Expect Our Banana Republic-Like Access to Justice to Get Worse

Not long ago, an independent group showed that the access to justice for the average American rivaled that of a banana republic. And no one is making much of an effort to fix that problem. As DDay reported last week, while the Dodd-Frank bill authorized $35 million to support legal services, no one has appropriated it (and the folks about to take over the House aren’t likely to do so anytime soon).

Unfortunately, the one guy in the Obama Administration tasked to do something about that problem, Lawrence Tribe, is about to leave.
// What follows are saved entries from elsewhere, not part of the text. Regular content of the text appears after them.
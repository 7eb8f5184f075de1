//! Request envelopes.
//!
//! Each request is a record with a fixed command and named fields.
//! `from_message` validates command, key presence and key type, failing
//! with a protocol error; `to_message` cannot fail because envelope
//! invariants hold by construction.

use super::message::Message;
use crate::error::{ChatError, Result};

/// The closed set of request commands. A message whose root command is not
/// in this set must be rejected by the dispatcher.
pub mod commands {
    pub const LOGIN: &str = "login";
    pub const LOGOUT: &str = "logout";
    pub const CHANNEL_LIST: &str = "channel_lst";
    pub const CHANNEL_MESSAGES: &str = "channel_msg";
    pub const MESSAGE_SEND: &str = "msg_send";
    pub const CHANNEL_DETAILS: &str = "chan_detail";
    pub const NEW_CHANNEL: &str = "new_chan";
    pub const NEW_USER: &str = "new_usr";
    pub const CHANGE_PASS: &str = "ch_pass";
    pub const USER_DETAILS: &str = "usr_detail";
    pub const INVITE: &str = "invite";

    pub const ALL: &[&str] = &[
        LOGIN,
        LOGOUT,
        CHANNEL_LIST,
        CHANNEL_MESSAGES,
        MESSAGE_SEND,
        CHANNEL_DETAILS,
        NEW_CHANNEL,
        NEW_USER,
        CHANGE_PASS,
        USER_DETAILS,
        INVITE,
    ];
}

fn expect_command(m: &Message, want: &str) -> Result<()> {
    if m.command() != want {
        return Err(ChatError::protocol(format!(
            "Expected command `{want}`, got `{}`.",
            m.command()
        )));
    }
    Ok(())
}

/// `login` — authenticate by name and password.
#[derive(Debug, Clone, PartialEq)]
pub struct LoginRequest {
    pub user: String,
    pub pass: String,
}

impl LoginRequest {
    pub fn from_message(m: &Message) -> Result<Self> {
        expect_command(m, commands::LOGIN)?;
        Ok(Self {
            user: m.args().require_str("user")?.to_string(),
            pass: m.args().require_str("pass")?.to_string(),
        })
    }

    pub fn to_message(&self) -> Message {
        Message::new(commands::LOGIN)
            .arg("user", self.user.as_str())
            .arg("pass", self.pass.as_str())
    }
}

/// `logout` — revoke every session key of the authenticated user.
#[derive(Debug, Clone, Copy, PartialEq)]
pub struct LogoutRequest {
    pub token: i32,
}

impl LogoutRequest {
    pub fn from_message(m: &Message) -> Result<Self> {
        expect_command(m, commands::LOGOUT)?;
        Ok(Self {
            token: m.args().require_i32("token")?,
        })
    }

    pub fn to_message(&self) -> Message {
        Message::new(commands::LOGOUT).arg("token", self.token)
    }
}

/// `channel_lst` — channels the authenticated user is a member of.
#[derive(Debug, Clone, Copy, PartialEq)]
pub struct ChannelListRequest {
    pub token: i32,
}

impl ChannelListRequest {
    pub fn from_message(m: &Message) -> Result<Self> {
        expect_command(m, commands::CHANNEL_LIST)?;
        Ok(Self {
            token: m.args().require_i32("token")?,
        })
    }

    pub fn to_message(&self) -> Message {
        Message::new(commands::CHANNEL_LIST).arg("token", self.token)
    }
}

/// `channel_msg` — messages of one channel, oldest first.
#[derive(Debug, Clone, Copy, PartialEq)]
pub struct ChannelMessagesRequest {
    pub token: i32,
    pub chan_id: i32,
}

impl ChannelMessagesRequest {
    pub fn from_message(m: &Message) -> Result<Self> {
        expect_command(m, commands::CHANNEL_MESSAGES)?;
        Ok(Self {
            token: m.args().require_i32("token")?,
            chan_id: m.args().require_i32("chan_id")?,
        })
    }

    pub fn to_message(&self) -> Message {
        Message::new(commands::CHANNEL_MESSAGES)
            .arg("token", self.token)
            .arg("chan_id", self.chan_id)
    }
}

/// `msg_send` — append a message to a channel.
#[derive(Debug, Clone, PartialEq)]
pub struct MessageSendRequest {
    pub token: i32,
    pub chan_id: i32,
    pub msg_cnt: String,
}

impl MessageSendRequest {
    pub fn from_message(m: &Message) -> Result<Self> {
        expect_command(m, commands::MESSAGE_SEND)?;
        Ok(Self {
            token: m.args().require_i32("token")?,
            chan_id: m.args().require_i32("chan_id")?,
            msg_cnt: m.args().require_str("msg_cnt")?.to_string(),
        })
    }

    pub fn to_message(&self) -> Message {
        Message::new(commands::MESSAGE_SEND)
            .arg("token", self.token)
            .arg("chan_id", self.chan_id)
            .arg("msg_cnt", self.msg_cnt.as_str())
    }
}

/// `chan_detail` — metadata and member list of one channel.
#[derive(Debug, Clone, Copy, PartialEq)]
pub struct ChannelDetailsRequest {
    pub token: i32,
    pub chan_id: i32,
}

impl ChannelDetailsRequest {
    pub fn from_message(m: &Message) -> Result<Self> {
        expect_command(m, commands::CHANNEL_DETAILS)?;
        Ok(Self {
            token: m.args().require_i32("token")?,
            chan_id: m.args().require_i32("chan_id")?,
        })
    }

    pub fn to_message(&self) -> Message {
        Message::new(commands::CHANNEL_DETAILS)
            .arg("token", self.token)
            .arg("chan_id", self.chan_id)
    }
}

/// `new_chan` — create a channel owned by the caller.
///
/// An absent description travels as the empty string; this is the one spot
/// where the wire is lossy with respect to the in-memory model.
#[derive(Debug, Clone, PartialEq)]
pub struct NewChannelRequest {
    pub token: i32,
    pub name: String,
    pub desc: Option<String>,
}

impl NewChannelRequest {
    pub fn from_message(m: &Message) -> Result<Self> {
        expect_command(m, commands::NEW_CHANNEL)?;
        let desc = m.args().require_str("desc")?;
        Ok(Self {
            token: m.args().require_i32("token")?,
            name: m.args().require_str("name")?.to_string(),
            desc: (!desc.is_empty()).then(|| desc.to_string()),
        })
    }

    pub fn to_message(&self) -> Message {
        Message::new(commands::NEW_CHANNEL)
            .arg("token", self.token)
            .arg("name", self.name.as_str())
            .arg("desc", self.desc.as_deref().unwrap_or(""))
    }
}

/// `new_usr` — sign up; the only request besides `login` without a token.
#[derive(Debug, Clone, PartialEq)]
pub struct NewUserRequest {
    pub name: String,
    pub pass: String,
}

impl NewUserRequest {
    pub fn from_message(m: &Message) -> Result<Self> {
        expect_command(m, commands::NEW_USER)?;
        Ok(Self {
            name: m.args().require_str("name")?.to_string(),
            pass: m.args().require_str("pass")?.to_string(),
        })
    }

    pub fn to_message(&self) -> Message {
        Message::new(commands::NEW_USER)
            .arg("name", self.name.as_str())
            .arg("pass", self.pass.as_str())
    }
}

/// `ch_pass` — change the authenticated user's password.
#[derive(Debug, Clone, PartialEq)]
pub struct ChangePassRequest {
    pub token: i32,
    pub new_pass: String,
}

impl ChangePassRequest {
    pub fn from_message(m: &Message) -> Result<Self> {
        expect_command(m, commands::CHANGE_PASS)?;
        Ok(Self {
            token: m.args().require_i32("token")?,
            new_pass: m.args().require_str("new_pass")?.to_string(),
        })
    }

    pub fn to_message(&self) -> Message {
        Message::new(commands::CHANGE_PASS)
            .arg("token", self.token)
            .arg("new_pass", self.new_pass.as_str())
    }
}

/// `usr_detail` — a user's name and the channels shared with the caller.
#[derive(Debug, Clone, Copy, PartialEq)]
pub struct UserDetailsRequest {
    pub token: i32,
    pub uid: i32,
}

impl UserDetailsRequest {
    pub fn from_message(m: &Message) -> Result<Self> {
        expect_command(m, commands::USER_DETAILS)?;
        Ok(Self {
            token: m.args().require_i32("token")?,
            uid: m.args().require_i32("uid")?,
        })
    }

    pub fn to_message(&self) -> Message {
        Message::new(commands::USER_DETAILS)
            .arg("token", self.token)
            .arg("uid", self.uid)
    }
}

/// `invite` — channel owner adds another user to the member set.
#[derive(Debug, Clone, Copy, PartialEq)]
pub struct InviteRequest {
    pub token: i32,
    pub uid: i32,
    pub chan_id: i32,
}

impl InviteRequest {
    pub fn from_message(m: &Message) -> Result<Self> {
        expect_command(m, commands::INVITE)?;
        Ok(Self {
            token: m.args().require_i32("token")?,
            uid: m.args().require_i32("uid")?,
            chan_id: m.args().require_i32("chan_id")?,
        })
    }

    pub fn to_message(&self) -> Message {
        Message::new(commands::INVITE)
            .arg("token", self.token)
            .arg("uid", self.uid)
            .arg("chan_id", self.chan_id)
    }
}

#[cfg(test)]
mod tests {
    use super::*;
    use crate::proto::value::Value;

    #[test]
    fn test_login_roundtrip() {
        let req = LoginRequest {
            user: "master".into(),
            pass: "pass".into(),
        };
        assert_eq!(LoginRequest::from_message(&req.to_message()).unwrap(), req);
    }

    #[test]
    fn test_command_mismatch() {
        let m = Message::new("logout").arg("user", "a").arg("pass", "b");
        let err = LoginRequest::from_message(&m).unwrap_err();
        assert_eq!(err.to_string(), "Expected command `login`, got `logout`.");
    }

    #[test]
    fn test_missing_key_mentions_it() {
        let m = Message::new("login").arg("user", "a");
        let err = LoginRequest::from_message(&m).unwrap_err();
        assert_eq!(err.to_string(), "Key `pass` not present.");
    }

    #[test]
    fn test_wrong_type_mentions_it() {
        let m = Message::new("invite")
            .arg("token", 1i32)
            .arg("uid", "two")
            .arg("chan_id", 3i32);
        let err = InviteRequest::from_message(&m).unwrap_err();
        assert_eq!(err.to_string(), "Key `uid` doesn't have the correct type.");
    }

    #[test]
    fn test_every_required_key_is_checked() {
        // For each request shape: dropping any single key must fail with a
        // protocol error naming that key.
        let shapes: Vec<(Message, Vec<&str>)> = vec![
            (
                LoginRequest {
                    user: "u".into(),
                    pass: "p".into(),
                }
                .to_message(),
                vec!["user", "pass"],
            ),
            (LogoutRequest { token: 1 }.to_message(), vec!["token"]),
            (ChannelListRequest { token: 1 }.to_message(), vec!["token"]),
            (
                ChannelMessagesRequest { token: 1, chan_id: 2 }.to_message(),
                vec!["token", "chan_id"],
            ),
            (
                MessageSendRequest {
                    token: 1,
                    chan_id: 2,
                    msg_cnt: "hi".into(),
                }
                .to_message(),
                vec!["token", "chan_id", "msg_cnt"],
            ),
            (
                ChannelDetailsRequest { token: 1, chan_id: 2 }.to_message(),
                vec!["token", "chan_id"],
            ),
            (
                NewChannelRequest {
                    token: 1,
                    name: "n".into(),
                    desc: None,
                }
                .to_message(),
                vec!["token", "name", "desc"],
            ),
            (
                NewUserRequest {
                    name: "n".into(),
                    pass: "p".into(),
                }
                .to_message(),
                vec!["name", "pass"],
            ),
            (
                ChangePassRequest {
                    token: 1,
                    new_pass: "p".into(),
                }
                .to_message(),
                vec!["token", "new_pass"],
            ),
            (
                UserDetailsRequest { token: 1, uid: 2 }.to_message(),
                vec!["token", "uid"],
            ),
            (
                InviteRequest {
                    token: 1,
                    uid: 2,
                    chan_id: 3,
                }
                .to_message(),
                vec!["token", "uid", "chan_id"],
            ),
        ];

        for (full, keys) in shapes {
            for key in keys {
                let mut args = crate::proto::ValueMap::new();
                for (k, v) in full.args().iter() {
                    if k != key {
                        args.set(k, v.clone());
                    }
                }
                let stripped = Message::with_args(full.command(), args);
                let err = parse_any(&stripped).unwrap_err();
                assert_eq!(
                    err.to_string(),
                    format!("Key `{key}` not present."),
                    "command {}",
                    full.command()
                );
            }
        }
    }

    fn parse_any(m: &Message) -> Result<()> {
        match m.command() {
            commands::LOGIN => LoginRequest::from_message(m).map(drop),
            commands::LOGOUT => LogoutRequest::from_message(m).map(drop),
            commands::CHANNEL_LIST => ChannelListRequest::from_message(m).map(drop),
            commands::CHANNEL_MESSAGES => ChannelMessagesRequest::from_message(m).map(drop),
            commands::MESSAGE_SEND => MessageSendRequest::from_message(m).map(drop),
            commands::CHANNEL_DETAILS => ChannelDetailsRequest::from_message(m).map(drop),
            commands::NEW_CHANNEL => NewChannelRequest::from_message(m).map(drop),
            commands::NEW_USER => NewUserRequest::from_message(m).map(drop),
            commands::CHANGE_PASS => ChangePassRequest::from_message(m).map(drop),
            commands::USER_DETAILS => UserDetailsRequest::from_message(m).map(drop),
            commands::INVITE => InviteRequest::from_message(m).map(drop),
            other => panic!("unknown command {other}"),
        }
    }

    #[test]
    fn test_new_channel_desc_roundtrips_absence_as_empty() {
        let without = NewChannelRequest {
            token: 1,
            name: "general".into(),
            desc: None,
        };
        let wire = without.to_message();
        assert_eq!(wire.args().get("desc"), Some(&Value::Str(String::new())));
        assert_eq!(NewChannelRequest::from_message(&wire).unwrap().desc, None);

        let with = NewChannelRequest {
            desc: Some("main room".into()),
            ..without
        };
        assert_eq!(
            NewChannelRequest::from_message(&with.to_message()).unwrap(),
            with
        );
    }
}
After nine months as the Justice Department’s “senior counselor for access to justice,” Laurence H. Tribe, a prominent Harvard law professor and mentor to President Obama, will leave his position and return to Massachusetts early next month.

[snip]

During Mr. Tribe’s brief tenure, he traveled around the country meeting with judges, prosecutors, public defenders, and legal aid workers, in an effort to find places where access to the justice system could be improved for ordinary people. He said he was pleased with the ways his office had found “to create a much more energized network, even though the problems are pervasive and cannot be transformed overnight.”

In partnership with other agencies, Mr. Tribe’s office pushed programs to increase training and collect more data about indigent defense, use the Internet to expand legal services to poor people in rural areas, strengthen legal services for victims of domestic violence, and expand mediation as an alternative to lawsuits for people involved in foreclosures.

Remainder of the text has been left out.